Их называют wannabee (от английского словосочетания «хочу быть как»). «Околохакерская» среда тоже читает специальную литературу и щеголяет соответствующим жаргоном, но это поведение — чистой воды маскарад, затеянный исключительно ради одной цели. Всем wannabee необходимо поднять свой престиж среди сверстников. В обобщенном виде это несколько напоминает симптомы мифомании: подросток, измученный комплексами и уязвленный неуважением (или мнимым неуважением) окружающих, принимается изображать перед насмешливой аудиторией крутого хакера, способного на завоевание или даже уничтожение мира. Ну, или хотя бы на компьютерное ограбление Сбербанка. Аудитория, не будь дура, смеется над ним еще громче и позволяет еще более оскорбительные намеки на профессиональную и психическую несостоятельность нового компьютерного Гудини. Обстановка накаляется, реальность становится все несноснее, а виртуальность — все притягательнее. Естественно, подросток порывает отношения с жестоким миром жестоких людей и ищет убежища в своих фантазиях. И если виртуальность предоставит страдальцу убежище от реальности, а заодно окажет необходимую помощь — только вы его и видели. Остается лишь простонать сериальным голосом: «Мы его теряем!» — и бросить трагический взгляд на распростертое тело. Вернее, на тело, прилипшее к монитору.

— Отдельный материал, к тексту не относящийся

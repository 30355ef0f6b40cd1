// src/utils/url.rs

//! Dashboard endpoint URL construction and validation.

use url::Url;

/// Base of the public reporting service.
pub const REPORTS_BASE: &str = "https://api.caschooldashboard.org/Reports";

/// Map a calendar year to the server-side year id.
///
/// The table is closed: years outside the published range return `None`.
pub fn year_id(year: u16) -> Option<u32> {
    match year {
        2017 => Some(3),
        2018 => Some(4),
        2019 => Some(5),
        2020 => Some(6),
        2021 => Some(7),
        2022 => Some(8),
        2023 => Some(9),
        2024 => Some(10),
        2025 => Some(11),
        _ => None,
    }
}

/// Build the summary-cards endpoint URL for one (school, year id) pair.
pub fn report_url(cds_code: &str, year_id: u32) -> String {
    format!("{REPORTS_BASE}/{cds_code}/{year_id}/SummaryCards")
}

/// Whether a candidate URL carries a scheme the fetch engine accepts.
pub fn has_supported_scheme(url: &str) -> bool {
    url.starts_with("https://") || url.starts_with("http://") || url.starts_with("ftp://")
}

/// Extract the hostname from a URL string.
pub fn host_of(url_str: &str) -> Option<String> {
    Url::parse(url_str)
        .ok()
        .and_then(|u| u.host_str().map(|h| h.to_string()))
}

Словом, оказывать содействие, выражать сочувствие и демонстрировать понимание надо своевременно. Репрессивные меры зачастую дают отрицательный результат.
Помните, потенциальный аддикт жаждет перейти в виртуальность из-за тех ее особенностей, которыми действительность не обладает:
1) наличие собственного мира, в который нет доступа никому, кроме него самого;
2) отсутствие ответственности;
3) реалистичность процессов и полное абстрагирование от окружающего мира;
4) возможность исправить любую ошибку, путем многократных попыток;
5) возможность самостоятельно принимать решения, вне зависимости от того, к чему они могут привести.
Вероятно, в окружающем мире ему не хватает чего-нибудь из этого списка. Например, внимания, понимания, одобрения со стороны близких. Или, наоборот, уединения, покоя, свободы. Или власти, самостоятельности, твердости характера, веры в себя. Иногда недостающее можно получить, но чаще затраты оказываются несравнимы с коэффициентом полезного действия. И у человека опускаются руки.
Это и есть переломный момент, когда, победив апатию, личность может заставить себя жить, а не грезить наяву. Но бывает так: негативные последствия фантазирования кажутся слишком отдаленными и слишком ужасными, чтобы в них поверить. Механизмы психологической защиты — реализация в действии и отрицание действительности — идут в дело. И человек выбирает наиболее легкий путь, который, как правило, ведет в тупик. А бывает, его загоняют в тупик. Причем именно те, кому он хотел бы доверять — его любящие близкие. Парадокс? Реальность!